If you are worried about how to broach the topic of death with your family, whether it’s about your wishes or theirs, here are our top tips for how to have the all important chat with your nearest and dearest.

Be prepared

Have you got all the answers? Don’t worry if you don’t, but it will help if you have a think in advance what questions your family and loved ones might have for you. Whether it’s where you want to be buried or who you want to leave that much loved family heirloom with, if you’ve thought about what you want to happen and, importantly why, it will help the conversation go much more smoothly.

One of our Hedgeholders had no idea that their mother wanted to be buried in Wales before they sat down and talked about it. Understanding why this was such a special place for her also meant that they got to learn more about their mother’s early life and about their family history.

Raise the topic- it’s never too late to talk

The first step, for some, will be the hardest. You might be worried about causing conflict or about having to be direct. Have a positive mindset – if you go into the conversation thinking that it will go well then it probably will.
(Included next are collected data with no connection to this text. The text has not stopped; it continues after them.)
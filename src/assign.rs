//! Assignment of individual reads to fragments.
//!
//! Each read is reduced to its 5' position and looked up in an [`Index`]
//! built for the requested [`Mode`]. A read resolves to at most one fragment:
//! when its position falls within intervals belonging to more than one
//! fragment, the [`Overlap`] policy decides the outcome. Intervals belonging
//! to the _same_ fragment (the two collapsed flanking windows of a short
//! fragment) are never considered ambiguous and count once.
//!
//! A read on a contig that carries no fragments is reported as
//! [`Assignment::UnknownContig`]. Whether that aborts a count is decided by
//! the [`Strictness`] the assigner was built with.

use crate::core::fragment::Id;
use crate::core::fragment::Set;
use crate::flank;
use crate::index;
use crate::index::Index;
use crate::Alignment;

/// The counting mode.
#[derive(Clone, Copy, Debug, Eq, PartialEq)]
pub enum Mode {
    /// Reads count towards the fragment that contains their 5' position.
    Inner,

    /// Reads count towards a fragment when their 5' position falls within
    /// one of its flanking windows of the given size.
    Flank(flank::Size),
}

impl std::fmt::Display for Mode {
    fn fmt(&self, f: &mut std::fmt::Formatter<'_>) -> std::fmt::Result {
        match self {
            Mode::Inner => write!(f, "inner"),
            Mode::Flank(size) => write!(f, "flank ({size} bp)"),
        }
    }
}

/// The policy for a position that falls within more than one fragment.
#[derive(Clone, Copy, Debug, Default, Eq, PartialEq)]
pub enum Overlap {
    /// The fragment with the lowest identifier wins.
    #[default]
    Lowest,

    /// The read is left unassigned.
    Discard,
}

/// The policy for reads and declared contigs that no fragment is located on.
#[derive(Clone, Copy, Debug, Default, Eq, PartialEq)]
pub enum Strictness {
    /// Unknown contigs are an error.
    #[default]
    Strict,

    /// Reads on unknown contigs are counted in the summary and otherwise
    /// ignored.
    Lenient,
}

/// The outcome of assigning a single read.
#[derive(Clone, Copy, Debug, Eq, PartialEq)]
pub enum Assignment {
    /// The read counts towards the fragment.
    Assigned(Id),

    /// The read aligned to a contig that no fragment is located on.
    UnknownContig,

    /// The read was marked as a duplicate.
    Duplicate,

    /// The read did not fall within any fragment.
    NoFeatures,

    /// The read fell within more than one fragment and was discarded.
    Ambiguous,
}

/// Assigns reads to fragments.
///
/// An [`Assigner`] holds no per-read state, so a single instance can be
/// shared across threads while samples are counted concurrently.
#[derive(Debug)]
pub struct Assigner {
    /// The index for the mode.
    index: Index,

    /// The counting mode.
    mode: Mode,

    /// The overlap policy.
    overlap: Overlap,

    /// The unknown contig policy.
    strictness: Strictness,

    /// The number of fragments in the indexed set.
    fragments: usize,
}

impl Assigner {
    /// Creates a new [`Assigner`] by indexing the fragment set for the mode.
    ///
    /// # Examples
    ///
    /// ```
    /// use fragcount::assign::Assigner;
    /// use fragcount::assign::Assignment;
    /// use fragcount::assign::Mode;
    /// use fragcount::assign::Overlap;
    /// use fragcount::assign::Strictness;
    /// use fragcount::core::fragment::Set;
    /// use fragcount::Alignment;
    /// use omics::coordinate::Strand;
    ///
    /// let set = Set::try_from_records([("chr1", 100, 199)])?;
    /// let assigner = Assigner::try_new(&set, Mode::Inner, Overlap::Lowest, Strictness::Strict)?;
    /// assert_eq!(assigner.fragments(), 1);
    ///
    /// let alignment = Alignment::new("chr1", 150, Strand::Positive, false);
    /// assert!(matches!(assigner.assign(&alignment), Assignment::Assigned(_)));
    ///
    /// let alignment = Alignment::new("chrM", 150, Strand::Positive, false);
    /// assert_eq!(assigner.assign(&alignment), Assignment::UnknownContig);
    ///
    /// # Ok::<(), Box<dyn std::error::Error>>(())
    /// ```
    pub fn try_new(
        fragments: &Set,
        mode: Mode,
        overlap: Overlap,
        strictness: Strictness,
    ) -> Result<Self, flank::Error> {
        let index = index::Builder.build_from(fragments, &mode)?;

        Ok(Self {
            index,
            mode,
            overlap,
            strictness,
            fragments: fragments.len(),
        })
    }

    /// Gets the counting mode.
    pub fn mode(&self) -> Mode {
        self.mode
    }

    /// Gets the overlap policy.
    pub fn overlap(&self) -> Overlap {
        self.overlap
    }

    /// Gets the unknown contig policy.
    pub fn strictness(&self) -> Strictness {
        self.strictness
    }

    /// Gets the number of fragments that reads are assigned to.
    pub fn fragments(&self) -> usize {
        self.fragments
    }

    /// Gets the underlying index by reference.
    pub fn index(&self) -> &Index {
        &self.index
    }

    /// Assigns a read.
    pub fn assign(&self, alignment: &Alignment) -> Assignment {
        if !self.index.contains_contig(alignment.contig()) {
            return Assignment::UnknownContig;
        }

        if alignment.is_duplicate() {
            return Assignment::Duplicate;
        }

        let mut lowest: Option<Id> = None;
        let mut ambiguous = false;

        for id in self.index.find(alignment.contig(), alignment.position()) {
            match lowest {
                None => lowest = Some(id),
                Some(current) if current == id => {}
                Some(current) => {
                    ambiguous = true;
                    lowest = Some(current.min(id));
                }
            }
        }

        match (lowest, ambiguous, self.overlap) {
            (None, _, _) => Assignment::NoFeatures,
            (Some(_), true, Overlap::Discard) => Assignment::Ambiguous,
            (Some(id), _, _) => Assignment::Assigned(id),
        }
    }
}

#[cfg(test)]
mod tests {
    use omics::coordinate::position::Number;
    use omics::coordinate::Strand;

    use super::*;

    fn read(position: Number) -> Alignment {
        Alignment::new("chr1", position, Strand::Positive, false)
    }

    fn build(set: &Set, mode: Mode, overlap: Overlap) -> Assigner {
        Assigner::try_new(set, mode, overlap, Strictness::Strict).unwrap()
    }

    fn assigned(id: usize) -> Assignment {
        Assignment::Assigned(Id::from_index(id - 1))
    }

    #[test]
    fn test_duplicates_are_never_assigned() -> Result<(), Box<dyn std::error::Error>> {
        let set = Set::try_from_records([("chr1", 100, 199)])?;

        for mode in [Mode::Inner, Mode::Flank(flank::Size::default())] {
            let assigner = build(&set, mode, Overlap::Lowest);
            let duplicate = Alignment::new("chr1", 150, Strand::Negative, true);
            assert_eq!(assigner.assign(&duplicate), Assignment::Duplicate);
        }

        Ok(())
    }

    #[test]
    fn test_inner_mode() -> Result<(), Box<dyn std::error::Error>> {
        let set = Set::try_from_records([("chr1", 100, 199), ("chr1", 300, 599)])?;
        let assigner = build(&set, Mode::Inner, Overlap::Lowest);

        assert_eq!(assigner.assign(&read(110)), assigned(1));
        assert_eq!(assigner.assign(&read(450)), assigned(2));
        assert_eq!(assigner.assign(&read(250)), Assignment::NoFeatures);

        Ok(())
    }

    #[test]
    fn test_reads_on_unknown_contigs() -> Result<(), Box<dyn std::error::Error>> {
        let set = Set::try_from_records([("chr1", 100, 199), ("chr2", 100, 199)])?;

        for mode in [Mode::Inner, Mode::Flank(flank::Size::default())] {
            let assigner = build(&set, mode, Overlap::Lowest);

            let elsewhere = Alignment::new("chrM", 150, Strand::Positive, false);
            assert_eq!(assigner.assign(&elsewhere), Assignment::UnknownContig);

            // The contig is checked before the duplicate flag.
            let duplicate = Alignment::new("chrM", 150, Strand::Positive, true);
            assert_eq!(assigner.assign(&duplicate), Assignment::UnknownContig);

            // A known contig with no fragment at the position is not unknown.
            let gap = Alignment::new("chr2", 250, Strand::Positive, false);
            assert_eq!(assigner.assign(&gap), Assignment::NoFeatures);
        }

        Ok(())
    }

    #[test]
    fn test_reverse_strand_uses_five_prime_end() -> Result<(), Box<dyn std::error::Error>> {
        let set = Set::try_from_records([("chr1", 100, 199), ("chr1", 200, 299)])?;
        let assigner = build(&set, Mode::Inner, Overlap::Lowest);

        // Spans both fragments; the 5' end decides.
        let forward = Alignment::from_span("chr1", 180, 229, Strand::Positive, false);
        let reverse = Alignment::from_span("chr1", 180, 229, Strand::Negative, false);

        assert_eq!(assigner.assign(&forward), assigned(1));
        assert_eq!(assigner.assign(&reverse), assigned(2));

        Ok(())
    }

    #[test]
    fn test_overlapping_fragments_lowest_wins() -> Result<(), Box<dyn std::error::Error>> {
        // Deliberately listed out of positional order: the identifier, not the
        // coordinate, breaks the tie.
        let set = Set::try_from_records([("chr1", 150, 299), ("chr1", 100, 199)])?;
        let assigner = build(&set, Mode::Inner, Overlap::Lowest);

        assert_eq!(assigner.assign(&read(160)), assigned(1));
        assert_eq!(assigner.assign(&read(120)), assigned(2));

        let assigner = build(&set, Mode::Inner, Overlap::Discard);
        assert_eq!(assigner.assign(&read(160)), Assignment::Ambiguous);
        assert_eq!(assigner.assign(&read(120)), assigned(2));

        Ok(())
    }

    #[test]
    fn test_collapsed_windows_are_not_ambiguous() -> Result<(), Box<dyn std::error::Error>> {
        let set = Set::try_from_records([("chr1", 100, 199)])?;
        let assigner = build(&set, Mode::Flank(flank::Size::default()), Overlap::Discard);

        for position in [100, 110, 150, 190, 199] {
            assert_eq!(assigner.assign(&read(position)), assigned(1));
        }

        Ok(())
    }

    #[test]
    fn test_flank_windows_of_different_fragments() -> Result<(), Box<dyn std::error::Error>> {
        // The 3' window of the first fragment ([151, 250]) overlaps the 5'
        // window of the second ([201, 300]) because the fragments overlap.
        let set = Set::try_from_records([("chr1", 1, 250), ("chr1", 201, 500)])?;
        let size = flank::Size::default();

        let assigner = build(&set, Mode::Flank(size), Overlap::Lowest);
        assert_eq!(assigner.assign(&read(220)), assigned(1));
        assert_eq!(assigner.assign(&read(260)), assigned(2));
        assert_eq!(assigner.assign(&read(350)), Assignment::NoFeatures);

        let assigner = build(&set, Mode::Flank(size), Overlap::Discard);
        assert_eq!(assigner.assign(&read(220)), Assignment::Ambiguous);

        Ok(())
    }
}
Bite the bullet and let your family know you’d like to discuss your future plans – the sooner the better, but it’s never too late. Think about who should be aware of your wishes. For example, leaving one child in the dark whilst you have the conversation with another could cause hurt feelings.

Talk face to face

Where possible, talk in person, not over the phone or by text. Ideally, choose somewhere calm and quiet that you will both feel comfortable. You might benefit from having the conversation on neutral territory.

One of our Hedgeholders decided to take the bull by the horns and invited her Dad to dinner at his favourite restaurant. They sat together for the evening and planned his funeral, including what coffin he’d like and his preference on flowers. By having the conversation in person, in a relaxed environment, meant it was a positive experience for both of them.

Come with an open mind

There might be some surprises. If you have never talked about your wishes with your family, then they are likely to have made some assumptions as to what you might want. It is important for both parties to come to the discussion with an open mind.

Be honest, be clear and listen. You need to let your family know what you want, but they might have questions. If everyone feels listened to and understood it will help the conversation to go more smoothly. If someone responds in a way that’s unexpected, give them the benefit of the doubt and try to understand their point of view.

Get it all out on the table

You don’t have to talk about every topic in one go, but don’t avoid the subjects that may be the most difficult.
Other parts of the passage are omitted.